Records shown Block Start

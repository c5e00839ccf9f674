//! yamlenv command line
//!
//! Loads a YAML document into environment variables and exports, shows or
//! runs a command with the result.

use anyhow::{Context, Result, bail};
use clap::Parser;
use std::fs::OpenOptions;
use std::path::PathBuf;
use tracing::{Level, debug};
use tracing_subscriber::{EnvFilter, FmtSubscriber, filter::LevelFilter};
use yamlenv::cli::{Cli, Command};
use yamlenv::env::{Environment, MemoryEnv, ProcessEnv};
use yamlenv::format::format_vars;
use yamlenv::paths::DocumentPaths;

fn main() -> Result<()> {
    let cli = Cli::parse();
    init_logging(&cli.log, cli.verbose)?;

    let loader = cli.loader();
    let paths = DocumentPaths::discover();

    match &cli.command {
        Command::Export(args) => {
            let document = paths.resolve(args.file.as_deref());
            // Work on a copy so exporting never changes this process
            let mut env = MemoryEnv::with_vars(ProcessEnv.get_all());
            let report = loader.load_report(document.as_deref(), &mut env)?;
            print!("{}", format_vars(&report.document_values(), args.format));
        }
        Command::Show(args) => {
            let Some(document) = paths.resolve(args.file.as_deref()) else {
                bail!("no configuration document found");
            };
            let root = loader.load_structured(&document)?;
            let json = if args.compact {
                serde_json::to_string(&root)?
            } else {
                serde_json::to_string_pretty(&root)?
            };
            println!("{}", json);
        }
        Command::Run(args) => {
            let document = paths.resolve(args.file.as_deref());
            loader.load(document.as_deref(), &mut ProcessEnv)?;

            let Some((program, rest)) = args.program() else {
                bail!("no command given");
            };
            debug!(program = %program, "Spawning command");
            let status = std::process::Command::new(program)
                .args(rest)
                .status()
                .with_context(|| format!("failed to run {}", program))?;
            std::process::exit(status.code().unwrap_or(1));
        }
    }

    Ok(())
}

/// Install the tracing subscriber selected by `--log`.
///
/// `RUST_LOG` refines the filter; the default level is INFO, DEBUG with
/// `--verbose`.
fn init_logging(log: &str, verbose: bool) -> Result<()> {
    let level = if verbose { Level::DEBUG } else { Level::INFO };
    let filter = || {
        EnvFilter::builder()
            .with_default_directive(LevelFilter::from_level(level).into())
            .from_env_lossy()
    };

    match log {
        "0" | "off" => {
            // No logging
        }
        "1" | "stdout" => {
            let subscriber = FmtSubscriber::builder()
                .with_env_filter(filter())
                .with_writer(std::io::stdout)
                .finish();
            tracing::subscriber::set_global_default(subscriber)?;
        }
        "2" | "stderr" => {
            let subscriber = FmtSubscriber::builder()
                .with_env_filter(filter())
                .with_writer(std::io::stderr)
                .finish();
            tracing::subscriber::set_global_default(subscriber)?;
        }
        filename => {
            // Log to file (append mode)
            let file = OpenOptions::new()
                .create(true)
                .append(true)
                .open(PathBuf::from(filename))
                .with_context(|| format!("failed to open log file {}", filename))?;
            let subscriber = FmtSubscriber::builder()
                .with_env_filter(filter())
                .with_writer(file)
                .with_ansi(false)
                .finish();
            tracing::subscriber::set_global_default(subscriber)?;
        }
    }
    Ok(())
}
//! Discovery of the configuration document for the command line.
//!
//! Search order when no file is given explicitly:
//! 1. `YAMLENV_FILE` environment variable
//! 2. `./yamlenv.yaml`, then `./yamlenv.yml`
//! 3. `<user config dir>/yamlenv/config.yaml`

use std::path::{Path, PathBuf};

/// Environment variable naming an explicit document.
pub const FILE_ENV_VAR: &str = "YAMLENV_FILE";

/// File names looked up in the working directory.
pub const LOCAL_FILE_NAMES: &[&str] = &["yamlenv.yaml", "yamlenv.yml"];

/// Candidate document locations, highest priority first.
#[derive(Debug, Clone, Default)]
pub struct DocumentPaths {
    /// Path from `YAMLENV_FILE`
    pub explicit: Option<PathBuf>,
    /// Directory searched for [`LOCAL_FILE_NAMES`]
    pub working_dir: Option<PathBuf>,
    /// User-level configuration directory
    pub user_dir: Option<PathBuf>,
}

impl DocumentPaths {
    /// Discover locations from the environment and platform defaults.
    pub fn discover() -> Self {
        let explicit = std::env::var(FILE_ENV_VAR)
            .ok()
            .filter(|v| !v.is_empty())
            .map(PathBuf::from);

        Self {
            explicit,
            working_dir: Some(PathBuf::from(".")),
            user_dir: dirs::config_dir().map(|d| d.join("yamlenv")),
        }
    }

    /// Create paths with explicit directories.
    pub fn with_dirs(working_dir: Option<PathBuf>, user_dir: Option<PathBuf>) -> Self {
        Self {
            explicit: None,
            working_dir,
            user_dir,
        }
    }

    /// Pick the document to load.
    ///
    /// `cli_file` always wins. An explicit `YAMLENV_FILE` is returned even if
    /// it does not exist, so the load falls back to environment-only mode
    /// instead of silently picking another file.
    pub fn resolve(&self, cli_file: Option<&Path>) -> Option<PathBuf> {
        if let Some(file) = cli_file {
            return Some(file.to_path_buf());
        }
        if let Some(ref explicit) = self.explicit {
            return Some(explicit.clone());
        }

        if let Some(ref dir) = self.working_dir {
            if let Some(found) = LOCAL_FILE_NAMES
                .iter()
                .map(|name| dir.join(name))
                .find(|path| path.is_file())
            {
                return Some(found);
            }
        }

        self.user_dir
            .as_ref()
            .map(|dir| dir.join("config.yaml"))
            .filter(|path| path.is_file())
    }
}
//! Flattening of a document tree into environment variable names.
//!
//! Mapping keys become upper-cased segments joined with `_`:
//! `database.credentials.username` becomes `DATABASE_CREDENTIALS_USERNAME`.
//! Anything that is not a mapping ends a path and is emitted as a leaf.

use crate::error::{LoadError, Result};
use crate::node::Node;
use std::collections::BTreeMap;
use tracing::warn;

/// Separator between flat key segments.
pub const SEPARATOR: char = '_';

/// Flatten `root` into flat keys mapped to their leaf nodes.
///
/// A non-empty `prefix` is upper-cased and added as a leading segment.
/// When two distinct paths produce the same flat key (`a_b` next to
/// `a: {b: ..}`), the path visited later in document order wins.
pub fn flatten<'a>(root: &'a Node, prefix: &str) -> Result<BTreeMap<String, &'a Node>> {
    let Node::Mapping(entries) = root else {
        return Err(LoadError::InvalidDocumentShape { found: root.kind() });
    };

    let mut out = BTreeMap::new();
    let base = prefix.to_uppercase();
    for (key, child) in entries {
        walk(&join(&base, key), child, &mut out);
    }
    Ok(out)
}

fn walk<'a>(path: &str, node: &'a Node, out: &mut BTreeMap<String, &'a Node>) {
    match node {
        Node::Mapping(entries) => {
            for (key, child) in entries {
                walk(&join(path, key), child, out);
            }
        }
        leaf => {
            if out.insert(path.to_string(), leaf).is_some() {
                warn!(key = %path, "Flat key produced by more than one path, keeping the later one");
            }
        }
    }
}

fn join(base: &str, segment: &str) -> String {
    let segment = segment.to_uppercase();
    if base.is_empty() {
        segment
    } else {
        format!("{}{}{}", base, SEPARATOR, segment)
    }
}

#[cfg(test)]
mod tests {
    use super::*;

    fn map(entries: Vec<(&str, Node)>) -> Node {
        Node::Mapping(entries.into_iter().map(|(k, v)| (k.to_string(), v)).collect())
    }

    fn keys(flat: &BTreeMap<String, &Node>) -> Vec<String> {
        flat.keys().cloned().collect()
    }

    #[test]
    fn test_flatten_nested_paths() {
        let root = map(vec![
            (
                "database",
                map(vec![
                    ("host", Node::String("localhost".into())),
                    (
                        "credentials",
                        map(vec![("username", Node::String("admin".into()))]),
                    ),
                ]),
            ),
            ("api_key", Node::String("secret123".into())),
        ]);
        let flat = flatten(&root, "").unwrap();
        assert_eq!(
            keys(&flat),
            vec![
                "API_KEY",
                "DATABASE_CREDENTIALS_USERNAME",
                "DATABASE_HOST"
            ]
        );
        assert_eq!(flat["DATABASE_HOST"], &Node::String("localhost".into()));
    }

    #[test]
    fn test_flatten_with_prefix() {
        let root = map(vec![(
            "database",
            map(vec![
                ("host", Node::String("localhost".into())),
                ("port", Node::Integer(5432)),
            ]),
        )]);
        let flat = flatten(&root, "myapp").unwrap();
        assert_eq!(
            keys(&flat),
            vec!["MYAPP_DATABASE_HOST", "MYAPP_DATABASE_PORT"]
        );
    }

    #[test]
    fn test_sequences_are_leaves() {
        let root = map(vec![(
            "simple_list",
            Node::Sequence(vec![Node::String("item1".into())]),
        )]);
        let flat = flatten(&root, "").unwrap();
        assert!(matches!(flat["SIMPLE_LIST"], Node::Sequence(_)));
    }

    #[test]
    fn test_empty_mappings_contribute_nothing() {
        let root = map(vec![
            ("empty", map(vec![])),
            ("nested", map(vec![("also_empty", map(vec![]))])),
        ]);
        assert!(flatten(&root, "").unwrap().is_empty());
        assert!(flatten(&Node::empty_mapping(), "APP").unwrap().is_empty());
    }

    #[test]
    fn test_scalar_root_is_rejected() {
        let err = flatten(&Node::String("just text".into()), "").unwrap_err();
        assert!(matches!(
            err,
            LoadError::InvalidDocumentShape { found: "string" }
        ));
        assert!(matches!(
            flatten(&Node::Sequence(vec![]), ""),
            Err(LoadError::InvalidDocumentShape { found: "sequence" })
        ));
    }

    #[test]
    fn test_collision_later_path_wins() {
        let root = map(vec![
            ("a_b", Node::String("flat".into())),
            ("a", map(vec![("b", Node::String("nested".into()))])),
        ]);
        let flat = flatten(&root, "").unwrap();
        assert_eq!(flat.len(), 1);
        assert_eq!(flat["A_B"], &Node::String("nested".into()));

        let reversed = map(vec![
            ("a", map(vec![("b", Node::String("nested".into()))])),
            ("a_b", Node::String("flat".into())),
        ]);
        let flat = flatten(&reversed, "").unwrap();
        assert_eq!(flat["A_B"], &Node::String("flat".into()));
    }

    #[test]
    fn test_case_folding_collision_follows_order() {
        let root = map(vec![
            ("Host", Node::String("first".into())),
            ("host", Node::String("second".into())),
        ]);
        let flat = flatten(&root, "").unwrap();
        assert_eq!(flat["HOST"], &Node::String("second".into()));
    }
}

Records shown Block End

# Problem requirements
Show each line in the data where the string "entries" appears.

# Exercise result
    let Node::Mapping(entries) = root else {
    for (key, child) in entries {
        Node::Mapping(entries) => {
            for (key, child) in entries {
    fn map(entries: Vec<(&str, Node)>) -> Node {
        Node::Mapping(entries.into_iter().map(|(k, v)| (k.to_string(), v)).collect())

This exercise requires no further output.